Mungkin inilah mitos yang paling sering Anda dengar: “Saya tidak tersedia keturunan pengusaha, orangtua aku pegawai, guru, petani, atau lainnya”. Sebenarnya, jikalau berbicara soal keturunan, kakek dan nenek moyang kita, Nabi Adam dan Hawa, adalah pengusaha. Mereka bukan karyawan sebab tidak bekerja terhadap siapa-siapa. Mereka diberi kuasa oleh Tuhan untuk mengelola tanah, tanaman, dan hewan untuk kehidupan mereka. Jadi, tidak ada alasan bahwa kita bukan keturunan pengusaha.

Anda yang bekerja sebagai pegawai juga tidak mesti meninggalkan profesi sebagai pegawai untuk menjadi pengusaha. Anda dapat menyambi atau menyerahkan pengelolaan usaha itu ke istri, anak, atau teman.

Misalkan, Anda berkenan berbisnis arang berasal dari tempurung kelapa. Tidak berarti Anda harus menanam pohon kelapa dan memanjatnya, membahas dan memecah batok kelapa, membawa dampak arang, dan menjualnya. Anda sanggup menggerakkan bisnis itu bersama dengan melacak pengrajin arang, melacak peminatnya, entah di dalam atau luar negeri, sesudah itu bertindak sebagai mediator tanpa meninggalkan profesi sebagai pegawai. Tanpa memicu tangan Anda hitam terkena arang, Anda sanggup menggapai keuntungan.

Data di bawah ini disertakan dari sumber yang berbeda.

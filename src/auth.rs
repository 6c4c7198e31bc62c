//! Auth-domain scopes and token models.

pub mod record;
pub mod scope;

pub use record::*;
pub use scope::*;
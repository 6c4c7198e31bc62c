// self
use auth_courier::{
	_preludet::*,
	auth::{AccessTokenRecord, Scope},
	cache::TokenCache,
	store::{MemorySessionStore, MemoryVault, SessionTokenStore},
};

fn build_cache(session: &MemorySessionStore) -> TokenCache {
	TokenCache::new(Arc::new(MemoryVault::default())).with_session_store(Arc::new(session.clone()))
}

#[tokio::test]
async fn session_payloads_are_adopted_into_memory() {
	let session = MemorySessionStore::default();
	let cache = build_cache(&session);
	let scope = Scope::from("users:profile:read");
	let seeded = AccessTokenRecord::expiring_in("session-token", Duration::hours(1));

	session.seed_record(scope.clone(), &seeded).expect("Seeding the session store should succeed.");

	let first = cache
		.read_access_token(&scope)
		.await
		.expect("Read through the session tier should succeed.")
		.expect("Seeded scope should resolve to a record.");

	assert_eq!(first.access_token.expose(), "session-token");

	// Later reads come from memory even after the session tier moves on.
	session
		.seed_record(scope.clone(), &AccessTokenRecord::expiring_in("replaced", Duration::hours(1)))
		.expect("Replacing the session body should succeed.");

	let second = cache
		.read_access_token(&scope)
		.await
		.expect("Repeated read should succeed.")
		.expect("Adopted record should stay cached.");

	assert_eq!(second.access_token.expose(), "session-token");
}

#[tokio::test]
async fn unparseable_session_bodies_count_as_misses() {
	let session = MemorySessionStore::default();
	let cache = build_cache(&session);
	let scope = Scope::from("users:profile:read");

	session.seed(scope.clone(), "{\"access_token\":");

	let record =
		cache.read_access_token(&scope).await.expect("Read should not error on bad payloads.");

	assert!(record.is_none());
	assert_eq!(cache.cached_scopes(), 0);
}

#[tokio::test]
async fn writes_never_reach_the_session_tier() {
	let session = MemorySessionStore::default();
	let cache = build_cache(&session);
	let scope = Scope::from("grades:gradebook:write");

	cache.write_access_token(
		scope.clone(),
		AccessTokenRecord::expiring_in("memory-token", Duration::hours(1)),
	);

	let stored = session.fetch(&scope).await.expect("Direct session fetch should succeed.");

	assert!(stored.is_none());
	assert_eq!(cache.cached_scopes(), 1);
}

#[tokio::test]
async fn scopes_clear_independently() {
	let cache = TokenCache::new(Arc::new(MemoryVault::default()));
	let read_scope = Scope::from("users:profile:read");
	let write_scope = Scope::from("users:profile:write");

	cache.write_access_token(
		read_scope.clone(),
		AccessTokenRecord::expiring_in("read-token", Duration::hours(1)),
	);
	cache.write_access_token(
		write_scope.clone(),
		AccessTokenRecord::expiring_in("write-token", Duration::hours(1)),
	);
	cache.clear_access_token(&read_scope);

	assert!(
		cache.read_access_token(&read_scope).await.expect("Read should succeed.").is_none(),
		"Cleared scope should miss."
	);

	let survivor = cache
		.read_access_token(&write_scope)
		.await
		.expect("Read should succeed.")
		.expect("Untouched scope should stay cached.");

	assert_eq!(survivor.access_token.expose(), "write-token");
}

#[tokio::test]
async fn full_clears_spare_the_xsrf_tier() {
	let cache = TokenCache::new(Arc::new(MemoryVault::default()));

	cache.write_xsrf("xsrf-value").await.expect("XSRF write should succeed.");
	cache.write_access_token(
		Scope::default(),
		AccessTokenRecord::expiring_in("wildcard-token", Duration::hours(1)),
	);
	cache.clear_access_tokens();

	assert_eq!(cache.cached_scopes(), 0);

	let xsrf = cache.read_xsrf().await.expect("XSRF read should succeed.");

	assert_eq!(xsrf.as_deref(), Some("xsrf-value"));
}
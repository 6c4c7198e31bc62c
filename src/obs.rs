//! Optional observability helpers for courier operations.
//!
//! # Feature Flags
//!
//! - Enable `tracing` to emit structured spans named `auth_courier.flow` with the `flow`
//!   (operation) and `stage` (call site) fields.
//! - Enable `metrics` to increment the `auth_courier_flow_total` counter for every
//!   attempt/success/failure, labeled by `flow` + `outcome`.

// self
use crate::_prelude::*;

/// Courier operations observed by the instrumentation hooks.
#[derive(Clone, Copy, Debug, PartialEq, Eq, Hash)]
pub enum FlowKind {
	/// XSRF token acquisition.
	XsrfFetch,
	/// OAuth access token acquisition.
	TokenFetch,
	/// Dispatch of the augmented request itself.
	Dispatch,
}
impl FlowKind {
	/// Returns a stable label suitable for span or metric fields.
	pub const fn as_str(self) -> &'static str {
		match self {
			FlowKind::XsrfFetch => "xsrf_fetch",
			FlowKind::TokenFetch => "token_fetch",
			FlowKind::Dispatch => "dispatch",
		}
	}
}
impl Display for FlowKind {
	fn fmt(&self, f: &mut Formatter) -> FmtResult {
		f.write_str(self.as_str())
	}
}

/// Outcome labels recorded for each attempt.
#[derive(Clone, Copy, Debug, PartialEq, Eq, Hash)]
pub enum FlowOutcome {
	/// Entry to a courier operation.
	Attempt,
	/// Successful completion.
	Success,
	/// Failure propagated back to the caller.
	Failure,
}
impl FlowOutcome {
	/// Returns a stable label suitable for span or metric fields.
	pub const fn as_str(self) -> &'static str {
		match self {
			FlowOutcome::Attempt => "attempt",
			FlowOutcome::Success => "success",
			FlowOutcome::Failure => "failure",
		}
	}
}
impl Display for FlowOutcome {
	fn fmt(&self, f: &mut Formatter) -> FmtResult {
		f.write_str(self.as_str())
	}
}

/// Records a flow outcome via the global metrics recorder (when enabled).
pub fn record_flow_outcome(kind: FlowKind, outcome: FlowOutcome) {
	#[cfg(feature = "metrics")]
	{
		metrics::counter!(
			"auth_courier_flow_total",
			"flow" => kind.as_str(),
			"outcome" => outcome.as_str()
		)
		.increment(1);
	}

	#[cfg(not(feature = "metrics"))]
	{
		let _ = (kind, outcome);
	}
}

/// Type alias that resolves to an instrumented future when tracing is enabled.
#[cfg(feature = "tracing")]
pub type InstrumentedFlow<F> = tracing::instrument::Instrumented<F>;
/// Passthrough future type when tracing is disabled.
#[cfg(not(feature = "tracing"))]
pub type InstrumentedFlow<F> = F;

/// A span builder used by courier operations.
#[derive(Clone, Debug)]
pub struct FlowSpan {
	#[cfg(feature = "tracing")]
	span: tracing::Span,
}
impl FlowSpan {
	/// Creates a new span tagged with the provided flow kind + stage.
	pub fn new(kind: FlowKind, stage: &'static str) -> Self {
		#[cfg(feature = "tracing")]
		{
			let span = tracing::info_span!("auth_courier.flow", flow = kind.as_str(), stage);

			Self { span }
		}
		#[cfg(not(feature = "tracing"))]
		{
			let _ = (kind, stage);

			Self {}
		}
	}

	/// Instruments an async block without holding a guard across `.await` points.
	pub fn instrument<Fut>(&self, fut: Fut) -> InstrumentedFlow<Fut>
	where
		Fut: Future,
	{
		#[cfg(feature = "tracing")]
		{
			use tracing::Instrument;

			fut.instrument(self.span.clone())
		}
		#[cfg(not(feature = "tracing"))]
		{
			fut
		}
	}
}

Inilah Enam Mitos dalam Berdagang yang Sewajarnya Dimengerti!

Mitos 6 : usaha kecil lebih berbentuk bisnis otot daripada usaha otak

Tidak semua bisnis kecil mengandalkan otot. Anda mampu memakai otak untuk meraih keuntungan. Dengan manfaatkan teknologi Info yang murah layaknya telepon, SMS, dan e-mail, Anda sanggup melacak uang, baik full time maupun part time.

Sebagai contoh, Anda bisa berjualan pulsa atau voucher isikan lagi HP tanpa mesti mengakses kios. Cukup bersama dengan modal HP GSM tidak mahal (asal sanggup SMS), Anda bisa berjualan voucher elektronik bersama keuntungan Rp 1.000 hingga Rp 2.000 per voucher. Di daerah-daerah yang masih sulit transportasi, bisnis ini memadai mampu diandalkan untuk meraup keuntungan.

Sekian informasi seputar Inilah Enam Mitos dalam Berdagang yang Sewajarnya Dimengerti!, semoga artikel kali ini mencerahkan Anda. Mohon post ini disebarluaskan supaya semakin banyak yang memperoleh manfaat.